> ACTION ITEM: Within the records that follow, find every line containing the string "options". Copy those lines.
-=-=-=-=-
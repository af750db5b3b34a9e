use super::Frontend;
use anyhow::Result;
use tracing::level_filters::LevelFilter;
use tracing_subscriber::{
    fmt::{format::FmtSpan, Layer as FmtLayer},
    layer::SubscriberExt as _,
    Layer as _, Registry,
};

pub(crate) struct HeadlessLogger {}

impl Frontend for HeadlessLogger {
    fn set_up(&mut self, options: &super::Options) -> Result<()> {
        let filter = if options.verbose {
            LevelFilter::TRACE
        } else {
            LevelFilter::INFO
        };

        let span_events = if options.verbose {
            // every enter and exit, so effect interleaving is visible
            FmtSpan::FULL
        } else {
            // one line when a dispatch starts and one when it settles
            FmtSpan::NEW | FmtSpan::CLOSE
        };

        let fmt_layer = FmtLayer::new()
            .with_writer(std::io::stderr)
            .with_span_events(span_events)
            .with_ansi(options.color)
            .with_filter(filter);
        let subscriber = Registry::default().with(fmt_layer);

        tracing::subscriber::set_global_default(subscriber)
            .map_err(|e| anyhow::anyhow!("failed to set up tracing: {}", e))?;

        Ok(())
    }

    fn tear_down(&mut self) -> Result<()> {
        Ok(())
    }
}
-=-=-=-=-
> THE ANSWER:
    fn set_up(&mut self, options: &super::Options) -> Result<()> {
        let filter = if options.verbose {
        let span_events = if options.verbose {
            .with_ansi(options.color)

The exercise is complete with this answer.